Blue and white, and bearing more than a passing resemblance to a Star Trek phaser, the .380-caliber pistol fires with a single "pop" in Wilson's hands. Apparently, the design works, though this version was rendered unusable after firing six rounds.
(Excerpt) Read more at nbcnews.com ...
> ...gun’s digital blueprints, now available for free download...
Where, where?
is it an auto, single-shot, or must the slide be racked for each shot?
THIS is why lezbo is going after the ammo now, instead of the guns.
Anything that rattles Chuckie Schumer’s cage is worth doing again!
I don't know if it's "industrial-level" or not, but my son's tech school has at least one, for mechanical design classes.
I would think that Kinko's and such places would have them, so that you can go in with a thumb drive containing the blueprints of whatever you dream up, and come out with a whatever.

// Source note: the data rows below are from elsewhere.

impl OpcodeInfo {
    pub fn is_type_declaration(&self) -> bool {
        self.name.starts_with("OpType")
    }

    pub fn is_terminator(&self) -> bool {
        matches!(
            self.opcode,
            op::BRANCH
                | op::BRANCH_CONDITIONAL
                | op::SWITCH
                | op::KILL
                | op::RETURN
                | op::RETURN_VALUE
                | op::UNREACHABLE
        )
    }

    /// Arithmetic whose operands must share the result type.
    pub fn is_same_type_arithmetic(&self) -> bool {
        matches!(
            self.opcode,
            op::I_ADD
                | op::F_ADD
                | op::I_SUB
                | op::F_SUB
                | op::I_MUL
                | op::F_MUL
                | op::U_DIV
                | op::S_DIV
                | op::F_DIV
                | op::S_NEGATE
                | op::F_NEGATE
        )
    }
}

macro_rules! opcode {
    ($opcode:expr, $name:literal, $rt:literal, $res:literal, [$($spec:expr),*], $section:expr) => {
        OpcodeInfo {
            opcode: $opcode,
            name: $name,
            has_result_type: $rt,
            has_result: $res,
            operands: &[$($spec),*],
            section: $section,
        }
    };
}

use Section as S;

The ammo cottage industry will grow by leaps and bounds.
/johnny
Socialists have long sought control over the means of production in order to make them available to each according to his need. Now that anyone can have the “means of production” to make anything they please, the socialists
will now attempt to forbid them from producing things that socialists don’t approve of. This shows that seizing the means of production was never the end goal of socialism, but seizing control of society itself.
Defense Distributed page for this printable firearm:
http://defcad.org/liberator/
I saw a photo of that 3-D printed gun, and it looks like a cheap plastic toy. And from what I have researched, the whole thing is held together with some snap-ins, some glue and one metal screw. No thank you. I would rather trust my life to a regular shootin’ iron made of steel and other reliable metals.
Folks are thinking about it, rest assured. Including a certain cook. The cool thing about open-source projects is that no-one cares who you are, if your idea works. Degrees not required. ;)
/johnny
Point is not that the gun is good, or even safe.
Doubtless someone will make a better design, someday, but even so its not necessary for this to be significant.
The political point it the important one - that its possible to make a gun this way.
If 3D printers become common, the whole idea of gun control will be moot. They cannot at that point be effectively banned, or even controlled.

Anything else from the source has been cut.